> **Problem**
In the records below, find each line that holds "ResponseFrame" and return it.

==============================

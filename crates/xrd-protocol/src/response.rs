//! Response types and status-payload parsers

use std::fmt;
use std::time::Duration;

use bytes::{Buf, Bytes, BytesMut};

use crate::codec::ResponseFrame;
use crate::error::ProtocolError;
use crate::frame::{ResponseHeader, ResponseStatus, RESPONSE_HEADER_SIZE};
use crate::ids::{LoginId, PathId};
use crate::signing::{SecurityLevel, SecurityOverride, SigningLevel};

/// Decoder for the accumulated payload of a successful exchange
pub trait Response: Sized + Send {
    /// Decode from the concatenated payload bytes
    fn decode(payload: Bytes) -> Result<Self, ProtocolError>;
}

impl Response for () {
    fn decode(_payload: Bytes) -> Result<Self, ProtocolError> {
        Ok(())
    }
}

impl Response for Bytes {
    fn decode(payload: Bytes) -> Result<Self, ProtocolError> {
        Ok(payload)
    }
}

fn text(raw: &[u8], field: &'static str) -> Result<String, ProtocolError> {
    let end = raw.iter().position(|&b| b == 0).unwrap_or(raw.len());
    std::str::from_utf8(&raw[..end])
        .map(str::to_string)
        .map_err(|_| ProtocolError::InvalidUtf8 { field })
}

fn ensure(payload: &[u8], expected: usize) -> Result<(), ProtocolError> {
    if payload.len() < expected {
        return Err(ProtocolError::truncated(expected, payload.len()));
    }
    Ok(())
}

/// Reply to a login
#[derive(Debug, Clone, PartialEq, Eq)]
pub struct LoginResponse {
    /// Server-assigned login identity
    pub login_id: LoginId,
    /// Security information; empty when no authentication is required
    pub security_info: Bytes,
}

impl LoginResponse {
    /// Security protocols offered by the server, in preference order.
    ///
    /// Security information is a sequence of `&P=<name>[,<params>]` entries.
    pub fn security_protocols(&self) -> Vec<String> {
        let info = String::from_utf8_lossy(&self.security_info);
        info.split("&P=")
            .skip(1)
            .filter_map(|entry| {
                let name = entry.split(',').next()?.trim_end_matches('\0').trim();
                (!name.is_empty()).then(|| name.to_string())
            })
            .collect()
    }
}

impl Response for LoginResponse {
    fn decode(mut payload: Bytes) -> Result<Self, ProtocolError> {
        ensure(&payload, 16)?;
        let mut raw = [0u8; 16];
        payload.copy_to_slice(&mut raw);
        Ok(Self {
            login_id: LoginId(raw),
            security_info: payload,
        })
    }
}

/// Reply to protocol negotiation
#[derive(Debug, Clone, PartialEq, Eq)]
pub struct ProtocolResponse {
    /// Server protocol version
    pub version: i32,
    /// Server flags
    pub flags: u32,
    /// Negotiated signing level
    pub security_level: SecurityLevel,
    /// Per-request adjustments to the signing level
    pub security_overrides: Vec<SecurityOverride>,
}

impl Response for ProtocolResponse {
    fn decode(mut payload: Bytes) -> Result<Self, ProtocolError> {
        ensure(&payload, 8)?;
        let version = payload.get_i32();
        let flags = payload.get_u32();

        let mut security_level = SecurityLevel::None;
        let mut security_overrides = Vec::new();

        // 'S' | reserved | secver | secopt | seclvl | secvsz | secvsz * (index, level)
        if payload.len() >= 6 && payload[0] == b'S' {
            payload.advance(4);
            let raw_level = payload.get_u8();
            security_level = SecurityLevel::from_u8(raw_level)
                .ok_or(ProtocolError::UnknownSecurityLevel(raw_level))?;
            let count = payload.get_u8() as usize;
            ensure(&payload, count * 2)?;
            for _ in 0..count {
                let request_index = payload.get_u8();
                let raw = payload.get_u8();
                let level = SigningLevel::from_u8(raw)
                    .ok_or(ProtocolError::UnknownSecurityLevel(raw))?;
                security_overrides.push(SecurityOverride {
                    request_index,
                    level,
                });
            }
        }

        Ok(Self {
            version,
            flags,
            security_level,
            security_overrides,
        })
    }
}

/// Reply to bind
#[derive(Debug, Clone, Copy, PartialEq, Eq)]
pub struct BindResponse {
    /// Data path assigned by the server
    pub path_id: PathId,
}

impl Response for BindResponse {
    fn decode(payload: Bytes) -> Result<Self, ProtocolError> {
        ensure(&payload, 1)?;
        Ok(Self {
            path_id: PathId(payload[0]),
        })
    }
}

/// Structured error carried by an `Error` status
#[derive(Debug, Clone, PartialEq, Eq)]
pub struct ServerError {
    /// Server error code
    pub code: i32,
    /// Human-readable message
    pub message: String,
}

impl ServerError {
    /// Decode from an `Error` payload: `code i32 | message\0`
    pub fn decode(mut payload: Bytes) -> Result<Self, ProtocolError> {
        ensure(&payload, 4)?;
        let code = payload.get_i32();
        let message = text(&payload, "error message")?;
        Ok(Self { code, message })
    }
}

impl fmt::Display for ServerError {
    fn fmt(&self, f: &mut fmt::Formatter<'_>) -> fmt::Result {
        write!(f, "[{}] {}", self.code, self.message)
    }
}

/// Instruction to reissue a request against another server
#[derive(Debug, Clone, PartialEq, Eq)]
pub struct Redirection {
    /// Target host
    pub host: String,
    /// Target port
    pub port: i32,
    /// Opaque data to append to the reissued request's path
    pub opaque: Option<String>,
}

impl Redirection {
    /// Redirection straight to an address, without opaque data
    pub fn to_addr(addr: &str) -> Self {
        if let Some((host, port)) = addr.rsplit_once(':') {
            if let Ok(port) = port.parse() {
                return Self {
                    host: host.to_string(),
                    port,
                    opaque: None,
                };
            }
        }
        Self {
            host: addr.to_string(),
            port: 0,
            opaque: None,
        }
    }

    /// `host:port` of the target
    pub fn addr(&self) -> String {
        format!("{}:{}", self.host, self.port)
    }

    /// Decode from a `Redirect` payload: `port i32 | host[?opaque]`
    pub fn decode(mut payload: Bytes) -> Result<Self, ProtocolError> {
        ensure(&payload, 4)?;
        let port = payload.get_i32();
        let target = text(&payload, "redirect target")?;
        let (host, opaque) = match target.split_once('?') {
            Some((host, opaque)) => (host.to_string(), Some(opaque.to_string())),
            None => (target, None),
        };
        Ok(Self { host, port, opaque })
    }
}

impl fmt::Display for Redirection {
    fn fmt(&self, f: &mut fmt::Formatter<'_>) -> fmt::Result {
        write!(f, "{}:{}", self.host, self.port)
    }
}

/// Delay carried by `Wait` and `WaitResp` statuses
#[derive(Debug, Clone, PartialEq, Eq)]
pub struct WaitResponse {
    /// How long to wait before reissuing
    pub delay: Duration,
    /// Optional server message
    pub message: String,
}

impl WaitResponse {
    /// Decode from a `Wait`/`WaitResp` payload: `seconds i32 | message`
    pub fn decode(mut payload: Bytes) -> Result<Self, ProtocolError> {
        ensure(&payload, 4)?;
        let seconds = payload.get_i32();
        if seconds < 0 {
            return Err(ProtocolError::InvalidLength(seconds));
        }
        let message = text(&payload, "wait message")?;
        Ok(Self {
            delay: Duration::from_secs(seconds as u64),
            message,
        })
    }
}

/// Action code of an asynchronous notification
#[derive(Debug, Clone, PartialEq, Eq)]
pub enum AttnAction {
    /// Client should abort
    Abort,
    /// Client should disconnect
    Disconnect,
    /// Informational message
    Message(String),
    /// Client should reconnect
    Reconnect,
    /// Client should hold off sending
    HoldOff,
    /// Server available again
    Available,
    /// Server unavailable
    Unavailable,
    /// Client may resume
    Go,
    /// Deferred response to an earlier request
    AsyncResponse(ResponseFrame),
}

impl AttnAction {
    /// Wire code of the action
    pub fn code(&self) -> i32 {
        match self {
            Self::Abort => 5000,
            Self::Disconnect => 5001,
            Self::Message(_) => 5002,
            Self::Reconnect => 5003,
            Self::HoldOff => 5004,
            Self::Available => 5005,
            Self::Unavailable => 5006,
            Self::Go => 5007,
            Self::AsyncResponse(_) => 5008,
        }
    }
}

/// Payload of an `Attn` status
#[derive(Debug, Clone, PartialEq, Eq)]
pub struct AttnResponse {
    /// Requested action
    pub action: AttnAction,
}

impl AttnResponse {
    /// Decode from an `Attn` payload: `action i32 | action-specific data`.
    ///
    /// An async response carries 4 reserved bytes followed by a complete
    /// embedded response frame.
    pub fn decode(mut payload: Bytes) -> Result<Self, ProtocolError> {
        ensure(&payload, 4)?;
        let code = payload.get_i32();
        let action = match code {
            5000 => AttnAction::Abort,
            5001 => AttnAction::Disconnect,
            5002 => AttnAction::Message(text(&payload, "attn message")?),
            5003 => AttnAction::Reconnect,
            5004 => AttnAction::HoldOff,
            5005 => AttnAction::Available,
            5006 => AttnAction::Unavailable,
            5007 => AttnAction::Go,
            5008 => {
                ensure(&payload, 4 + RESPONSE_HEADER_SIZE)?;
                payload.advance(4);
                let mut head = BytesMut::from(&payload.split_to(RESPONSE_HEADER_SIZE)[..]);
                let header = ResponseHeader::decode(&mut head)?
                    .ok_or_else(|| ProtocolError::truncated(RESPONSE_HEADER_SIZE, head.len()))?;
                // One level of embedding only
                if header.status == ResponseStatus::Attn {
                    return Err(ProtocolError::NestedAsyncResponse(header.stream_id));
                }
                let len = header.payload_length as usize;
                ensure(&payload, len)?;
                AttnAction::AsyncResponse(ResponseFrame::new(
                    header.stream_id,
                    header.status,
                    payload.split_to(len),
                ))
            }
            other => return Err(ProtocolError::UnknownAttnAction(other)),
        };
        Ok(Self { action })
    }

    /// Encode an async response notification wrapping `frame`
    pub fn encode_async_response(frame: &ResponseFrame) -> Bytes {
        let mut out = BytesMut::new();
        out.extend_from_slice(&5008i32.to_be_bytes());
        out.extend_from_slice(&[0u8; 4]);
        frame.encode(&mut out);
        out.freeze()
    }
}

==============================

> **Result**
use crate::codec::ResponseFrame;
    AsyncResponse(ResponseFrame),
                AttnAction::AsyncResponse(ResponseFrame::new(
    pub fn encode_async_response(frame: &ResponseFrame) -> Bytes {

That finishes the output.